### What the task requires:
From the records below, transcribe exactly the lines that begin at the line with "after this status" and end at the line with "after each action", both included.

### Data excerpts:
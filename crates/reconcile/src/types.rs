//! Core types for single-host reconciliation

use chrono::{DateTime, Utc};
use serde::{Deserialize, Serialize};
use std::fmt;
use std::path::PathBuf;
use std::str::FromStr;

/// Kind of resource an action manages
#[derive(Debug, Clone, Copy, PartialEq, Eq, Hash, Serialize, Deserialize)]
#[serde(rename_all = "snake_case")]
pub enum ActionKind {
    PackageInstalled,
    FileContent,
    FileOwnerMode,
    ServiceRunning,
    DirectoryOwnerMode,
}

impl ActionKind {
    /// Stable snake_case name, as used in manifests
    pub fn as_str(&self) -> &'static str {
        match self {
            Self::PackageInstalled => "package_installed",
            Self::FileContent => "file_content",
            Self::FileOwnerMode => "file_owner_mode",
            Self::ServiceRunning => "service_running",
            Self::DirectoryOwnerMode => "directory_owner_mode",
        }
    }
}

impl fmt::Display for ActionKind {
    fn fmt(&self, f: &mut fmt::Formatter<'_>) -> fmt::Result {
        f.write_str(self.as_str())
    }
}

/// Owner specification: `user` or `user:group`, names or numeric ids
#[derive(Debug, Clone, PartialEq, Eq, Serialize, Deserialize)]
pub struct Ownership {
    pub user: String,
    pub group: Option<String>,
}

impl Ownership {
    pub fn new(user: &str, group: Option<&str>) -> Self {
        Self {
            user: user.to_string(),
            group: group.map(str::to_string),
        }
    }
}

impl FromStr for Ownership {
    type Err = String;

    fn from_str(s: &str) -> Result<Self, Self::Err> {
        let (user, group) = match s.split_once(':') {
            Some((u, g)) => (u.trim(), Some(g.trim())),
            None => (s.trim(), None),
        };
        if user.is_empty() {
            return Err(format!("owner '{s}' has an empty user"));
        }
        if group.is_some_and(str::is_empty) {
            return Err(format!("owner '{s}' has an empty group"));
        }
        Ok(Self::new(user, group))
    }
}

impl fmt::Display for Ownership {
    fn fmt(&self, f: &mut fmt::Formatter<'_>) -> fmt::Result {
        match &self.group {
            Some(g) => write!(f, "{}:{g}", self.user),
            None => f.write_str(&self.user),
        }
    }
}

/// Owner resolved to numeric ids by the filesystem capability
#[derive(Debug, Clone, Copy, PartialEq, Eq)]
pub struct ResolvedOwner {
    pub uid: u32,
    pub gid: Option<u32>,
}

/// Kind-specific desired state
#[derive(Debug, Clone, PartialEq, Eq)]
pub enum Desired {
    /// Package present in the host package database
    PackageInstalled,
    /// File holds exactly these bytes
    FileContent { content: Vec<u8> },
    /// File has this owner and permission bits
    FileOwnerMode { owner: Ownership, mode: u32 },
    /// Service is (or is not) running
    ServiceRunning {
        running: bool,
        /// Lock/pid artifacts removed by the bounded recovery step
        stale_files: Vec<PathBuf>,
    },
    /// Every entry under the directory has this owner and mode
    DirectoryOwnerMode {
        owner: Ownership,
        dir_mode: Option<u32>,
        file_mode: Option<u32>,
    },
}

/// A declarative unit of desired state
#[derive(Debug, Clone, PartialEq, Eq)]
pub struct ResourceAction {
    /// Stable identifier, unique within a run
    pub id: String,
    /// Package name, file path or service name depending on the kind
    pub target: String,
    pub desired: Desired,
    /// Ids that must reach OK/WARNED before this action is attempted
    pub requires: Vec<String>,
    /// Validation and backup are mandatory before mutation
    pub sensitive: bool,
}

impl ResourceAction {
    pub fn new(id: &str, target: &str, desired: Desired) -> Self {
        Self {
            id: id.to_string(),
            target: target.to_string(),
            desired,
            requires: Vec::new(),
            sensitive: false,
        }
    }

    pub fn requires(mut self, ids: &[&str]) -> Self {
        self.requires = ids.iter().map(|s| (*s).to_string()).collect();
        self
    }

    pub fn sensitive(mut self, sensitive: bool) -> Self {
        self.sensitive = sensitive;
        self
    }

    pub fn kind(&self) -> ActionKind {
        match self.desired {
            Desired::PackageInstalled => ActionKind::PackageInstalled,
            Desired::FileContent { .. } => ActionKind::FileContent,
            Desired::FileOwnerMode { .. } => ActionKind::FileOwnerMode,
            Desired::ServiceRunning { .. } => ActionKind::ServiceRunning,
            Desired::DirectoryOwnerMode { .. } => ActionKind::DirectoryOwnerMode,
        }
    }

    /// Target as a filesystem path (meaningful for file and directory kinds)
    pub fn path(&self) -> PathBuf {
        PathBuf::from(&self.target)
    }
}

/// Outcome of inspecting one action's target. Never mutates host state.
#[derive(Debug, Clone, PartialEq, Eq, Serialize, Deserialize)]
pub struct ProbeResult {
    pub matches: bool,
    pub details: String,
    pub error: Option<String>,
}

impl ProbeResult {
    pub fn matching(details: impl Into<String>) -> Self {
        Self {
            matches: true,
            details: details.into(),
            error: None,
        }
    }

    pub fn differing(details: impl Into<String>) -> Self {
        Self {
            matches: false,
            details: details.into(),
            error: None,
        }
    }

    pub fn failed(error: impl Into<String>) -> Self {
        let error = error.into();
        Self {
            matches: false,
            details: "probe failed".to_string(),
            error: Some(error),
        }
    }
}

/// Result of a pre-commit validation
#[derive(Debug, Clone, PartialEq, Eq, Serialize, Deserialize)]
pub enum Verdict {
    Pass,
    Fail { reason: String },
}

impl Verdict {
    pub fn fail(reason: impl Into<String>) -> Self {
        Self::Fail {
            reason: reason.into(),
        }
    }

    pub fn is_pass(&self) -> bool {
        matches!(self, Self::Pass)
    }
}

/// Terminal status of one action in one run
#[derive(Debug, Clone, Copy, PartialEq, Eq, Hash, Serialize, Deserialize)]
#[serde(rename_all = "SCREAMING_SNAKE_CASE")]
pub enum Status {
    Ok,
    /// Dry run or cancelled run: nothing attempted
    Skipped,
    /// A required action did not reach OK/WARNED
    SkippedDep,
    Warned,
    Failed,
}

impl Status {
    pub fn label(&self) -> &'static str {
        match self {
            Self::Ok => "OK",
            Self::Skipped => "SKIPPED",
            Self::SkippedDep => "SKIPPED_DEP",
            Self::Warned => "WARNED",
            Self::Failed => "FAILED",
        }
    }

    /// Whether dependents may proceed after this status
    pub fn satisfies_dependents(&self) -> bool {
        matches!(self, Self::Ok | Self::Warned)
    }
}

impl fmt::Display for Status {
    fn fmt(&self, f: &mut fmt::Formatter<'_>) -> fmt::Result {
        f.write_str(self.label())
    }
}

/// Result of reconciling one action in one run
#[derive(Debug, Clone, PartialEq, Eq, Serialize, Deserialize)]
pub struct ActionOutcome {
    pub id: String,
    pub kind: ActionKind,
    pub target: String,
    pub status: Status,
    pub probe_before: Option<ProbeResult>,
    pub probe_after: Option<ProbeResult>,
    pub backup_path: Option<PathBuf>,
    pub message: String,
    /// The bounded recovery step ran during this action
    #[serde(default)]
    pub recovery_used: bool,
}

impl ActionOutcome {
    pub(crate) fn new(action: &ResourceAction, status: Status, message: impl Into<String>) -> Self {
        Self {
            id: action.id.clone(),
            kind: action.kind(),
            target: action.target.clone(),
            status,
            probe_before: None,
            probe_after: None,
            backup_path: None,
            message: message.into(),
            recovery_used: false,
        }
    }

    /// Terminal line as printed after each action
    pub fn status_line(&self) -> String {
        match self.status {
            Status::Ok => "OK".to_string(),
            Status::Skipped | Status::SkippedDep => format!("SKIPPED: {}", self.message),
            Status::Warned => format!("WARNED: {}", self.message),
            Status::Failed => format!("FAILED: {}", self.message),
        }
    }
}

/// Run metadata
#[derive(Debug, Clone, PartialEq, Eq, Serialize, Deserialize)]
pub struct RunMeta {
    /// Timestamp-derived id, also names the backup directory and report file
    pub run_id: String,
    pub started_at: DateTime<Utc>,
    pub finished_at: Option<DateTime<Utc>>,
    /// Host identity (hostname)
    pub host: String,
    pub dry_run: bool,
}

impl RunMeta {
    pub fn new(host: &str, dry_run: bool) -> Self {
        let started_at = Utc::now();
        Self {
            run_id: run_id_for(started_at),
            started_at,
            finished_at: None,
            host: host.to_string(),
            dry_run,
        }
    }
}

/// Format a run id from its start time
pub fn run_id_for(at: DateTime<Utc>) -> String {
    at.format("%Y%m%dT%H%M%SZ").to_string()
}

/// Format permission bits the way `chmod` takes them
pub fn fmt_mode(mode: u32) -> String {
    format!("{mode:04o}")
}

/// Parse an octal mode string such as `"0440"` or `"755"`
pub fn parse_mode(s: &str) -> Result<u32, String> {
    let trimmed = s.trim().trim_start_matches("0o");
    let mode =
        u32::from_str_radix(trimmed, 8).map_err(|_| format!("'{s}' is not an octal mode"))?;
    if mode > 0o7777 {
        return Err(format!("mode '{s}' exceeds 7777"));
    }
    Ok(mode)
}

### Exercise result:
    /// Whether dependents may proceed after this status
    pub fn satisfies_dependents(&self) -> bool {
        matches!(self, Self::Ok | Self::Warned)
    }
}

impl fmt::Display for Status {
    fn fmt(&self, f: &mut fmt::Formatter<'_>) -> fmt::Result {
        f.write_str(self.label())
    }
}

/// Result of reconciling one action in one run
#[derive(Debug, Clone, PartialEq, Eq, Serialize, Deserialize)]
pub struct ActionOutcome {
    pub id: String,
    pub kind: ActionKind,
    pub target: String,
    pub status: Status,
    pub probe_before: Option<ProbeResult>,
    pub probe_after: Option<ProbeResult>,
    pub backup_path: Option<PathBuf>,
    pub message: String,
    /// The bounded recovery step ran during this action
    #[serde(default)]
    pub recovery_used: bool,
}

impl ActionOutcome {
    pub(crate) fn new(action: &ResourceAction, status: Status, message: impl Into<String>) -> Self {
        Self {
            id: action.id.clone(),
            kind: action.kind(),
            target: action.target.clone(),
            status,
            probe_before: None,
            probe_after: None,
            backup_path: None,
            message: message.into(),
            recovery_used: false,
        }
    }

    /// Terminal line as printed after each action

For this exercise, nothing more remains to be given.